The paper addresses the very important topic of lower contact resistance to transistors where the channel is a 2D transition metal dichalcogenide. This class of materials has been put forth as having excellent properties to extend transistor gate length scaling beyond what can be implement with Si transistors. Despite a long slew of articles in high impact journals, relatively little has been demonstrated experimentally in terms of device performance, i.e. I\_ON. This paper is trying to tackle this challenge by improving contact resistance to 2D channels. The solution investigated here is very simple, using Bi as contact material to the 2D channel and trying to prove that the contact thus made is ohmic.

We expect a paper on this topic and proving beyond doubt would have a large impact on the semiconductor industry and thus be a cornerstone for technology for years to come.

Before going into technical details, a note about readability: the paper would benefit from an extended format as about half of the figures described in the main text and key figure for the paper, are now relegated to Extended Data. While the abundance of data is needed to support the claims of the paper, the continuous back and forth between the data in the main body and the extended data makes for a cumbersome read.

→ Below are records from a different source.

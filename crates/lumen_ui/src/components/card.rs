//! Card surface with header, content and actions sections

use lumen_core::{el, px, Element};
use lumen_theme::TextVariant;

use super::shared::{self, class, modifier, part};
use crate::context::{build_children, BuildContext, Child, ElementBuilder};

#[derive(Clone, Copy, Debug, Default, PartialEq, Eq)]
pub enum CardVariant {
    #[default]
    Elevation,
    Outlined,
}

impl CardVariant {
    pub fn as_str(self) -> &'static str {
        match self {
            CardVariant::Elevation => "elevation",
            CardVariant::Outlined => "outlined",
        }
    }
}

// ========== Card ==========

#[derive(Clone)]
pub struct Card {
    variant: CardVariant,
    elevation: String,
    radius: String,
    children: Vec<Child>,
}

impl Default for Card {
    fn default() -> Self {
        Self {
            variant: CardVariant::default(),
            elevation: "sm".to_string(),
            radius: "md".to_string(),
            children: Vec::new(),
        }
    }
}

impl Card {
    pub fn new() -> Self {
        Self::default()
    }

    pub fn variant(mut self, variant: CardVariant) -> Self {
        self.variant = variant;
        self
    }

    pub fn outlined(self) -> Self {
        self.variant(CardVariant::Outlined)
    }

    /// Shadow token key used by the elevation variant
    pub fn elevation(mut self, key: impl Into<String>) -> Self {
        self.elevation = key.into();
        self
    }

    pub fn radius(mut self, key: impl Into<String>) -> Self {
        self.radius = key.into();
        self
    }

    pub fn child(mut self, child: impl Into<Child>) -> Self {
        self.children.push(child.into());
        self
    }

    pub fn children<I, C>(mut self, children: I) -> Self
    where
        I: IntoIterator<Item = C>,
        C: Into<Child>,
    {
        self.children.extend(children.into_iter().map(Into::into));
        self
    }
}

impl ElementBuilder for Card {
    fn build(&self, cx: &BuildContext) -> Element {
        let theme = cx.theme();
        el("div")
            .class(class("card"))
            .class(modifier("card", self.variant.as_str()))
            .style("overflow", "hidden")
            .style("background-color", shared::color(&theme, "background.paper").to_css())
            .style("color", shared::color(&theme, "text.primary").to_css())
            .style("border-radius", shared::radius_css(&theme, &self.radius))
            .map(|e| match self.variant {
                CardVariant::Elevation => e.style("box-shadow", shared::shadow_css(&theme, &self.elevation)),
                CardVariant::Outlined => e.style(
                    "border",
                    format!("1px solid {}", shared::color(&theme, "divider").to_css()),
                ),
            })
            .children(build_children(&self.children, cx))
    }
}

pub fn card() -> Card {
    Card::new()
}

// ========== CardHeader ==========

#[derive(Clone, Default)]
pub struct CardHeader {
    title: Option<Child>,
    subheader: Option<Child>,
    avatar: Option<Child>,
    action: Option<Child>,
}

impl CardHeader {
    pub fn new() -> Self {
        Self::default()
    }

    pub fn title(mut self, title: impl Into<Child>) -> Self {
        self.title = Some(title.into());
        self
    }

    pub fn subheader(mut self, subheader: impl Into<Child>) -> Self {
        self.subheader = Some(subheader.into());
        self
    }

    pub fn avatar(mut self, avatar: impl Into<Child>) -> Self {
        self.avatar = Some(avatar.into());
        self
    }

    /// Trailing slot, typically an icon button
    pub fn action(mut self, action: impl Into<Child>) -> Self {
        self.action = Some(action.into());
        self
    }
}

impl ElementBuilder for CardHeader {
    fn build(&self, cx: &BuildContext) -> Element {
        let theme = cx.theme();
        let text = el("div")
            .class(part("card-header", "content"))
            .style("flex", "1 1 auto")
            .style("min-width", "0")
            .child_opt(self.title.as_ref().map(|title| {
                el("span")
                    .class(part("card-header", "title"))
                    .styles(&shared::text_style(&theme, TextVariant::H6))
                    .style("display", "block")
                    .child(title.build(cx))
            }))
            .child_opt(self.subheader.as_ref().map(|subheader| {
                el("span")
                    .class(part("card-header", "subheader"))
                    .styles(&shared::text_style(&theme, TextVariant::Body2))
                    .style("display", "block")
                    .style("color", shared::color(&theme, "text.secondary").to_css())
                    .child(subheader.build(cx))
            }));

        el("div")
            .class(class("card-header"))
            .style("display", "flex")
            .style("align-items", "center")
            .style("padding", px(shared::spacing(&theme, "md")))
            .child_opt(self.avatar.as_ref().map(|avatar| {
                el("div")
                    .class(part("card-header", "avatar"))
                    .style("display", "flex")
                    .style("flex", "0 0 auto")
                    .style("margin-right", px(shared::spacing(&theme, "md")))
                    .child(avatar.build(cx))
            }))
            .child(text)
            .child_opt(self.action.as_ref().map(|action| {
                el("div")
                    .class(part("card-header", "action"))
                    .style("flex", "0 0 auto")
                    .style("align-self", "flex-start")
                    .style("margin", "-4px -8px -4px 0")
                    .child(action.build(cx))
            }))
    }
}

pub fn card_header() -> CardHeader {
    CardHeader::new()
}

// ========== CardContent ==========

#[derive(Clone, Default)]
pub struct CardContent {
    children: Vec<Child>,
}

impl CardContent {
    pub fn new() -> Self {
        Self::default()
    }

    pub fn child(mut self, child: impl Into<Child>) -> Self {
        self.children.push(child.into());
        self
    }

    pub fn children<I, C>(mut self, children: I) -> Self
    where
        I: IntoIterator<Item = C>,
        C: Into<Child>,
    {
        self.children.extend(children.into_iter().map(Into::into));
        self
    }
}

impl ElementBuilder for CardContent {
    fn build(&self, cx: &BuildContext) -> Element {
        let theme = cx.theme();
        let padding = shared::spacing(&theme, "md");
        el("div")
            .class(class("card-content"))
            .styles(&shared::text_style(&theme, TextVariant::Body2))
            .style("padding", px(padding))
            .style("padding-bottom", px(padding * 1.5))
            .children(build_children(&self.children, cx))
    }
}

pub fn card_content() -> CardContent {
    CardContent::new()
}

// ========== CardActions ==========

#[derive(Clone, Default)]
pub struct CardActions {
    disable_spacing: bool,
    children: Vec<Child>,
}

impl CardActions {
    pub fn new() -> Self {
        Self::default()
    }

    /// Drop the gap between actions
    pub fn disable_spacing(mut self, disable: bool) -> Self {
        self.disable_spacing = disable;
        self
    }

    pub fn child(mut self, child: impl Into<Child>) -> Self {
        self.children.push(child.into());
        self
    }

    pub fn children<I, C>(mut self, children: I) -> Self
    where
        I: IntoIterator<Item = C>,
        C: Into<Child>,
    {
        self.children.extend(children.into_iter().map(Into::into));
        self
    }
}

impl ElementBuilder for CardActions {
    fn build(&self, cx: &BuildContext) -> Element {
        let theme = cx.theme();
        el("div")
            .class(class("card-actions"))
            .class_if(modifier("card-actions", "spacing"), !self.disable_spacing)
            .style("display", "flex")
            .style("align-items", "center")
            .style("padding", px(shared::spacing(&theme, "sm")))
            .when(!self.disable_spacing, |e| {
                e.style("gap", px(shared::spacing(&theme, "sm")))
            })
            .children(build_children(&self.children, cx))
    }
}

pub fn card_actions() -> CardActions {
    CardActions::new()
}

#[cfg(test)]
mod tests {
    use super::*;
    use lumen_theme::Theme;

    fn cx() -> BuildContext {
        BuildContext::new().with_theme(Theme::light())
    }

    #[test]
    fn test_card_sections_in_order() {
        let el = card()
            .child(card_header().title("Title").subheader("Sub"))
            .child(card_content().child("Body"))
            .child(card_actions().child("OK"))
            .build(&cx());

        let classes: Vec<_> = el
            .child_elements()
            .map(|child| child.classes()[0].clone())
            .collect();
        assert_eq!(classes, ["lumen-card-header", "lumen-card-content", "lumen-card-actions"]);
        assert_eq!(el.text_content(), "TitleSubBodyOK");
    }

    #[test]
    fn test_outlined_card_has_border_not_shadow() {
        let el = card().outlined().build(&cx());
        assert!(el.style_value("border").is_some());
        assert!(el.style_value("box-shadow").is_none());
    }

    #[test]
    fn test_actions_spacing() {
        let el = card_actions().disable_spacing(true).build(&cx());
        assert!(el.style_value("gap").is_none());
    }
}
//! Responsive breakpoints

use serde::{Deserialize, Serialize};

#[derive(Clone, Copy, Debug, Default, Hash, Eq, PartialEq)]
pub enum Breakpoint {
    Xs,
    Sm,
    Md,
    #[default]
    Lg,
    Xl,
}

impl Breakpoint {
    pub fn key(self) -> &'static str {
        match self {
            Self::Xs => "xs",
            Self::Sm => "sm",
            Self::Md => "md",
            Self::Lg => "lg",
            Self::Xl => "xl",
        }
    }
}

/// Minimum viewport widths in px
#[derive(Clone, Debug, PartialEq, Serialize, Deserialize)]
pub struct BreakpointTokens {
    pub xs: f32,
    pub sm: f32,
    pub md: f32,
    pub lg: f32,
    pub xl: f32,
}

impl BreakpointTokens {
    pub fn get(&self, breakpoint: Breakpoint) -> f32 {
        match breakpoint {
            Breakpoint::Xs => self.xs,
            Breakpoint::Sm => self.sm,
            Breakpoint::Md => self.md,
            Breakpoint::Lg => self.lg,
            Breakpoint::Xl => self.xl,
        }
    }
}

impl Default for BreakpointTokens {
    fn default() -> Self {
        Self {
            xs: 0.0,
            sm: 600.0,
            md: 900.0,
            lg: 1200.0,
            xl: 1536.0,
        }
    }
}
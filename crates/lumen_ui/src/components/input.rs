//! Text fields
//!
//! [`Input`] is a single-line field and [`Textarea`] a multi-line one. Both
//! share the field variant/size chrome from `shared::field_style`, start and
//! end adornments, and a value that is either controlled (`value` plus
//! `on_change`) or kept in keyed hook state under the field id.
//!
//! ```rust
//! use lumen_core::Event;
//! use lumen_ui::prelude::*;
//!
//! let cx = BuildContext::new().with_theme(Theme::light());
//! let field = input().id("name").placeholder("Your name");
//!
//! let el = field.build(&cx);
//! el.find_by_attr("id", "name").unwrap().dispatch(&Event::input("Ada"));
//!
//! // Uncontrolled: the typed value survives the rebuild
//! let el = field.build(&cx);
//! assert_eq!(el.find_by_attr("id", "name").unwrap().get_attr("value"), Some("Ada"));
//! ```

use std::sync::Arc;

use lumen_core::{el, event_types, Element, Event, State, Style};

use super::form_control::FieldContext;
use super::shared::{self, class, modifier, part, ComponentSize, FieldState, FieldVariant};
use crate::context::{BuildContext, Child, ElementBuilder};
use crate::hooks::{use_controlled_id, Controlled};

pub(crate) type ChangeHandler = Arc<dyn Fn(&str) + Send + Sync>;

/// Props common to every text field
#[derive(Clone, Default)]
struct FieldProps {
    id: Option<String>,
    name: Option<String>,
    value: Option<String>,
    default_value: String,
    placeholder: Option<String>,
    variant: FieldVariant,
    size: ComponentSize,
    error: bool,
    disabled: bool,
    required: bool,
    read_only: bool,
    full_width: bool,
    described_by: Option<String>,
    start_adornment: Option<Child>,
    end_adornment: Option<Child>,
    on_change: Option<ChangeHandler>,
}

impl FieldProps {
    fn value_state(&self, cx: &BuildContext, component: &str) -> Controlled<String> {
        use_controlled_id(
            cx,
            component,
            self.id.as_deref(),
            self.value.clone(),
            self.default_value.clone(),
        )
    }

    fn focus_state(&self, cx: &BuildContext, component: &str) -> State<bool> {
        match &self.id {
            Some(id) => cx.use_state_keyed(&format!("{component}:{id}#focused"), || false),
            None => State::new(false),
        }
    }

    fn apply_field(&mut self, field: &FieldContext) {
        if field.id.is_some() {
            self.id = field.id.clone();
        }
        self.error |= field.error;
        self.disabled |= field.disabled;
        self.required |= field.required;
        self.full_width |= field.full_width;
        self.size = field.size;
        if field.helper_id.is_some() {
            self.described_by = field.helper_id.clone();
        }
    }

    /// Attributes and handlers shared by `input` and `textarea`
    fn wire_control(
        &self,
        control: Element,
        value: &Controlled<String>,
        focused: &State<bool>,
    ) -> Element {
        let mut control = control
            .attr_opt("id", self.id.clone())
            .attr_opt("name", self.name.clone())
            .attr_opt("placeholder", self.placeholder.clone())
            .attr_opt("aria-describedby", self.described_by.clone())
            .flag("disabled", self.disabled)
            .flag("required", self.required)
            .flag("readonly", self.read_only)
            .when(self.error, |e| e.attr("aria-invalid", "true"))
            .style("flex", "1")
            .style("min-width", "0")
            .style("border", "0")
            .style("outline", "0")
            .style("background", "none")
            .style("padding", "0")
            .style("font", "inherit")
            .style("color", "inherit");

        if !self.disabled {
            let on_focus = focused.clone();
            let on_blur = focused.clone();
            control = control
                .on(event_types::FOCUS, move |_| on_focus.set(true))
                .on(event_types::BLUR, move |_| on_blur.set(false));
        }

        if !self.disabled && !self.read_only {
            let value = value.clone();
            let on_change = self.on_change.clone();
            control = control.on(event_types::INPUT, move |event: &Event| {
                let Some(next) = event.value() else {
                    return;
                };
                value.set(next.to_string());
                if let Some(on_change) = &on_change {
                    on_change(next);
                }
            });
        }
        control
    }

    fn adornment(&self, cx: &BuildContext, slot: &Option<Child>, position: &str) -> Option<Element> {
        let theme = cx.theme();
        slot.as_ref().map(|child| {
            el("span")
                .class(part("input", &format!("{position}-adornment")))
                .style("display", "flex")
                .style("align-items", "center")
                .style("white-space", "nowrap")
                .style("color", shared::color(&theme, "text.secondary").to_css())
                .style(
                    if position == "start" { "margin-right" } else { "margin-left" },
                    "8px",
                )
                .child(child.build(cx))
        })
    }

    /// Wrap the control in the field chrome
    fn root(
        &self,
        cx: &BuildContext,
        component: &str,
        control: Element,
        focused: bool,
    ) -> Element {
        let theme = cx.theme();
        let state = FieldState {
            error: self.error,
            disabled: self.disabled,
            focused,
        };
        let mut style = shared::field_style(&theme, self.variant, self.size, state);
        if self.full_width {
            style.insert("display", "flex");
            style.insert("width", "100%");
        }

        el("div")
            .class(class(component))
            .class(modifier(component, self.variant.as_str()))
            .class(modifier(component, self.size.as_str()))
            .class_if(modifier(component, "error"), self.error)
            .class_if(modifier(component, "disabled"), self.disabled)
            .class_if(modifier(component, "focused"), focused)
            .class_if(modifier(component, "full-width"), self.full_width)
            .styles(&style)
            .child_opt(self.adornment(cx, &self.start_adornment, "start"))
            .child(control)
            .child_opt(self.adornment(cx, &self.end_adornment, "end"))
    }
}

/// Generates the shared field setters on a type with a `props: FieldProps`
macro_rules! field_setters {
    () => {
        /// Element id; also keys uncontrolled state across rebuilds
        pub fn id(mut self, id: impl Into<String>) -> Self {
            self.props.id = Some(id.into());
            self
        }

        pub fn name(mut self, name: impl Into<String>) -> Self {
            self.props.name = Some(name.into());
            self
        }

        /// Controlled value
        pub fn value(mut self, value: impl Into<String>) -> Self {
            self.props.value = Some(value.into());
            self
        }

        /// Initial value when uncontrolled
        pub fn default_value(mut self, value: impl Into<String>) -> Self {
            self.props.default_value = value.into();
            self
        }

        pub fn placeholder(mut self, placeholder: impl Into<String>) -> Self {
            self.props.placeholder = Some(placeholder.into());
            self
        }

        pub fn variant(mut self, variant: FieldVariant) -> Self {
            self.props.variant = variant;
            self
        }

        pub fn size(mut self, size: ComponentSize) -> Self {
            self.props.size = size;
            self
        }

        pub fn error(mut self, error: bool) -> Self {
            self.props.error = error;
            self
        }

        pub fn disabled(mut self, disabled: bool) -> Self {
            self.props.disabled = disabled;
            self
        }

        pub fn required(mut self, required: bool) -> Self {
            self.props.required = required;
            self
        }

        pub fn read_only(mut self, read_only: bool) -> Self {
            self.props.read_only = read_only;
            self
        }

        pub fn full_width(mut self, full_width: bool) -> Self {
            self.props.full_width = full_width;
            self
        }

        pub fn start_adornment(mut self, adornment: impl Into<Child>) -> Self {
            self.props.start_adornment = Some(adornment.into());
            self
        }

        pub fn end_adornment(mut self, adornment: impl Into<Child>) -> Self {
            self.props.end_adornment = Some(adornment.into());
            self
        }

        pub fn on_change<F>(mut self, handler: F) -> Self
        where
            F: Fn(&str) + Send + Sync + 'static,
        {
            self.props.on_change = Some(Arc::new(handler));
            self
        }

        /// Take error/disabled/required/size and ids from a form control
        pub fn field(mut self, field: &FieldContext) -> Self {
            self.props.apply_field(field);
            self
        }
    };
}

// ========== Input ==========

/// Single-line text field
#[derive(Clone)]
pub struct Input {
    props: FieldProps,
    input_type: String,
}

impl Default for Input {
    fn default() -> Self {
        Self {
            props: FieldProps::default(),
            input_type: "text".to_string(),
        }
    }
}

impl Input {
    pub fn new() -> Self {
        Self::default()
    }

    /// HTML input type (`text`, `password`, `email`, ...)
    pub fn input_type(mut self, input_type: &str) -> Self {
        self.input_type = input_type.to_string();
        self
    }

    field_setters!();
}

impl ElementBuilder for Input {
    fn build(&self, cx: &BuildContext) -> Element {
        let value = self.props.value_state(cx, "input");
        let focused = self.props.focus_state(cx, "input");

        let control = el("input")
            .class(part("input", "input"))
            .attr("type", self.input_type.as_str())
            .attr("value", value.get());
        let control = self.props.wire_control(control, &value, &focused);
        self.props.root(cx, "input", control, focused.get())
    }
}

pub fn input() -> Input {
    Input::new()
}

// ========== Textarea ==========

#[derive(Clone, Copy, Debug, Default, PartialEq, Eq)]
pub enum Resize {
    None,
    #[default]
    Vertical,
    Horizontal,
    Both,
}

impl Resize {
    pub fn as_css(self) -> &'static str {
        match self {
            Self::None => "none",
            Self::Vertical => "vertical",
            Self::Horizontal => "horizontal",
            Self::Both => "both",
        }
    }
}

/// Line height of field text, in em
const FIELD_LINE_HEIGHT_EM: f32 = 1.4375;

/// Multi-line text field
#[derive(Clone)]
pub struct Textarea {
    props: FieldProps,
    rows: u32,
    max_rows: Option<u32>,
    resize: Resize,
}

impl Default for Textarea {
    fn default() -> Self {
        Self {
            props: FieldProps::default(),
            rows: 3,
            max_rows: None,
            resize: Resize::default(),
        }
    }
}

impl Textarea {
    pub fn new() -> Self {
        Self::default()
    }

    /// Visible rows (at least 1)
    pub fn rows(mut self, rows: u32) -> Self {
        self.rows = rows.max(1);
        self
    }

    /// Grow up to this many rows, then scroll
    pub fn max_rows(mut self, max_rows: u32) -> Self {
        self.max_rows = Some(max_rows.max(1));
        self
    }

    pub fn resize(mut self, resize: Resize) -> Self {
        self.resize = resize;
        self
    }

    field_setters!();

    fn control_style(&self) -> Style {
        let rows = self.max_rows.map_or(self.rows, |max| self.rows.min(max));
        let mut style = Style::new()
            .set("resize", self.resize.as_css())
            .set("line-height", format!("{FIELD_LINE_HEIGHT_EM}em"))
            .set("min-height", format!("{}em", rows as f32 * FIELD_LINE_HEIGHT_EM));
        if let Some(max) = self.max_rows {
            style.insert("max-height", format!("{}em", max as f32 * FIELD_LINE_HEIGHT_EM));
            style.insert("overflow-y", "auto");
        }
        style
    }
}

impl ElementBuilder for Textarea {
    fn build(&self, cx: &BuildContext) -> Element {
        let value = self.props.value_state(cx, "textarea");
        let focused = self.props.focus_state(cx, "textarea");

        let rows = self.max_rows.map_or(self.rows, |max| self.rows.min(max));
        let control = el("textarea")
            .class(part("textarea", "input"))
            .attr("rows", rows.to_string())
            .child(value.get());
        let control = self
            .props
            .wire_control(control, &value, &focused)
            .styles(&self.control_style());
        self.props
            .root(cx, "textarea", control, focused.get())
            .style("align-items", "flex-start")
    }
}

pub fn textarea() -> Textarea {
    Textarea::new()
}
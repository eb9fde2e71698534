//! Design tokens for theming
//!
//! Tokens are the atomic values that make up the design system:
//! - Colors (semantic palettes, grey scale, text, background)
//! - Spacing
//! - Border radii
//! - Shadows
//! - Typography (families, scales, per-variant styles)
//! - Breakpoints
//! - Z-index layers
//!
//! A [`TokenSet`] groups one value for every token. Its serialized form is the
//! token tree components resolve paths against (`colors.primary.main`,
//! `borderRadius.md`, `typography.h1.fontSize`).

mod breakpoints;
mod color;
mod radius;
mod shadow;
mod spacing;
mod typography;
mod z_index;

pub use breakpoints::*;
pub use color::*;
pub use radius::*;
pub use shadow::*;
pub use spacing::*;
pub use typography::*;
pub use z_index::*;

use serde::Serialize;

/// Every token for one theme mode
#[derive(Clone, Debug, PartialEq, Serialize)]
#[serde(rename_all = "camelCase")]
pub struct TokenSet {
    pub colors: ColorTokens,
    pub spacing: SpacingTokens,
    pub border_radius: RadiusTokens,
    pub shadows: ShadowTokens,
    pub typography: TypographyTokens,
    pub breakpoints: BreakpointTokens,
    pub z_index: ZIndexTokens,
}
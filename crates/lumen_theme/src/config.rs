//! Theme configuration (`lumen.toml`)

use std::fs;
use std::path::{Path, PathBuf};

use serde::{Deserialize, Serialize};

use crate::error::{Result, ThemeError};
use crate::mode::ThemeMode;
use crate::storage::{FileStore, DEFAULT_STORAGE_KEY};

/// Theme configuration
#[derive(Debug, Clone, PartialEq, Eq, Deserialize, Serialize)]
pub struct ThemeConfig {
    /// Key the mode is persisted under
    #[serde(default = "default_storage_key")]
    pub storage_key: String,

    /// Mode used when nothing is stored and the OS has no preference
    #[serde(default)]
    pub default_mode: ThemeMode,

    /// Consult the OS preference during initialization
    #[serde(default = "default_true")]
    pub respect_system_preference: bool,

    /// Preference file; the platform config directory when unset
    #[serde(default)]
    pub storage_path: Option<PathBuf>,
}

fn default_storage_key() -> String {
    DEFAULT_STORAGE_KEY.to_string()
}

fn default_true() -> bool {
    true
}

impl Default for ThemeConfig {
    fn default() -> Self {
        Self {
            storage_key: default_storage_key(),
            default_mode: ThemeMode::default(),
            respect_system_preference: true,
            storage_path: None,
        }
    }
}

impl ThemeConfig {
    pub fn from_toml_str(content: &str, origin: impl Into<PathBuf>) -> Result<Self> {
        toml::from_str(content).map_err(|err| ThemeError::toml_de(origin, err))
    }

    /// Load from a file
    pub fn load(path: &Path) -> Result<Self> {
        let content = fs::read_to_string(path).map_err(|err| ThemeError::io(path, err))?;
        Self::from_toml_str(&content, path)
    }

    /// Load from a file, or use defaults when it does not exist
    pub fn load_or_default(path: &Path) -> Result<Self> {
        if path.exists() {
            Self::load(path)
        } else {
            tracing::debug!("{} not found, using default theme config", path.display());
            Ok(Self::default())
        }
    }

    pub fn to_toml_string(&self) -> Result<String> {
        Ok(toml::to_string_pretty(self)?)
    }

    /// The preference file store this configuration points at
    pub fn file_store(&self) -> Result<FileStore> {
        match &self.storage_path {
            Some(path) => Ok(FileStore::new(path)),
            None => FileStore::at_default_location(),
        }
    }
}

#[cfg(test)]
mod tests {
    use super::*;

    #[test]
    fn test_missing_keys_use_defaults() {
        let config = ThemeConfig::from_toml_str("default_mode = \"dark\"", "lumen.toml").unwrap();
        assert_eq!(config.default_mode, ThemeMode::Dark);
        assert_eq!(config.storage_key, DEFAULT_STORAGE_KEY);
        assert!(config.respect_system_preference);
        assert_eq!(config.storage_path, None);
    }

    #[test]
    fn test_round_trip() {
        let config = ThemeConfig {
            storage_key: "app-mode".into(),
            default_mode: ThemeMode::Dark,
            respect_system_preference: false,
            storage_path: Some(PathBuf::from("/tmp/prefs.toml")),
        };
        let text = config.to_toml_string().unwrap();
        assert_eq!(ThemeConfig::from_toml_str(&text, "x").unwrap(), config);
    }

    #[test]
    fn test_invalid_mode_is_parse_error() {
        let err = ThemeConfig::from_toml_str("default_mode = \"sepia\"", "lumen.toml").unwrap_err();
        assert!(matches!(err, ThemeError::TomlDe { .. }));
    }

    #[test]
    fn test_load_or_default_missing_file() {
        let dir = tempfile::tempdir().unwrap();
        let config = ThemeConfig::load_or_default(&dir.path().join("lumen.toml")).unwrap();
        assert_eq!(config, ThemeConfig::default());
    }
}
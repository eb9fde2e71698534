//! Lumen Theme System
//!
//! Design tokens, light/dark themes and the theme state components read from.
//!
//! # Overview
//!
//! - **Design tokens**: Colors, spacing, radii, shadows, typography,
//!   breakpoints and z-index layers for each mode
//! - **Resolution**: Typed lookups by token path that fall back instead of
//!   failing, so partial and mocked themes still render
//! - **Theme state**: Active mode with toggle/set, persisted preference,
//!   OS preference detection and a mirrored `data-theme` root attribute
//! - **CSS export**: Custom properties for stylesheets outside the component
//!   tree
//!
//! # Quick Start
//!
//! ```rust
//! use lumen_core::{AttributeSink, Color, Document};
//! use lumen_theme::{MemoryStore, ThemeMode, ThemeState};
//! use std::sync::Arc;
//!
//! let document = Arc::new(Document::new());
//! let store = Arc::new(MemoryStore::new());
//! let state = ThemeState::builder()
//!     .store(store.clone())
//!     .attribute_sink(document.clone())
//!     .build();
//!
//! state.toggle_theme();
//! assert_eq!(state.mode(), ThemeMode::Dark);
//! assert_eq!(document.attribute("data-theme").as_deref(), Some("dark"));
//!
//! let primary = state.theme().color("primary.main", Color::BLACK);
//! assert_eq!(primary, Color::from_hex(0x90CAF9));
//! ```

pub mod config;
pub mod css;
pub mod error;
pub mod mode;
pub mod resolve;
pub mod state;
pub mod storage;
pub mod system;
pub mod theme;
pub mod themes;
pub mod tokens;

// Re-export commonly used types
pub use config::ThemeConfig;
pub use error::{Result, ThemeError};
pub use mode::ThemeMode;
pub use resolve::{get_theme_value, get_value, resolve, FromToken, TokenPath};
pub use state::{resolve_initial_mode, ListenerId, ModeSource, ThemeState, ThemeStateBuilder};
pub use storage::{FileStore, MemoryStore, PreferenceStore, DEFAULT_STORAGE_KEY};
pub use system::{DetectedSystemPreference, FixedSystemPreference, NoSystemPreference, SystemPreference};
pub use theme::{Theme, ThemeBundle};
pub use themes::LumenTheme;
pub use tokens::*;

Gauging the full achievement of the paper is difficult because of inconsistent data reporting plotting across figures. For example figure 2 in main body of the paper shows Id-Vg data at Vds= 1V. Data in

figure 4d (on current performance) seems to be reported at Vds=1.5V and data in extended figure 3c is plotted at Vds=0.5V. Very difficult to follow and compare. We propose keep one VDS throughout the paper 1V and include extended data at VDS=50mV.

Fig 2, panel a. Comparison of transfer characteristic for MoS2 with Bi, Ni or Ti contact. Current levels for Ni and Ti are lower than literature elsewhere (for example papers from Pop group at Stanford) which report ~ 10-20uA/um for similar device conditions with Au contact. This makes the comparison here look very good for Bi, but not clear if this stands when compared with best data out there. Figure 2 panel c: contact resistance extraction is performed in a back-gated configuration at very high doping levels. Relevant data for transistor performance is normally done without overlap between gate and source/ drain. Please include data or extrapolation at zero back-gate voltage, or data from devices when the contacts are not gates. Otherwise, comparison with Si devices and the IRDS target is irrelevant.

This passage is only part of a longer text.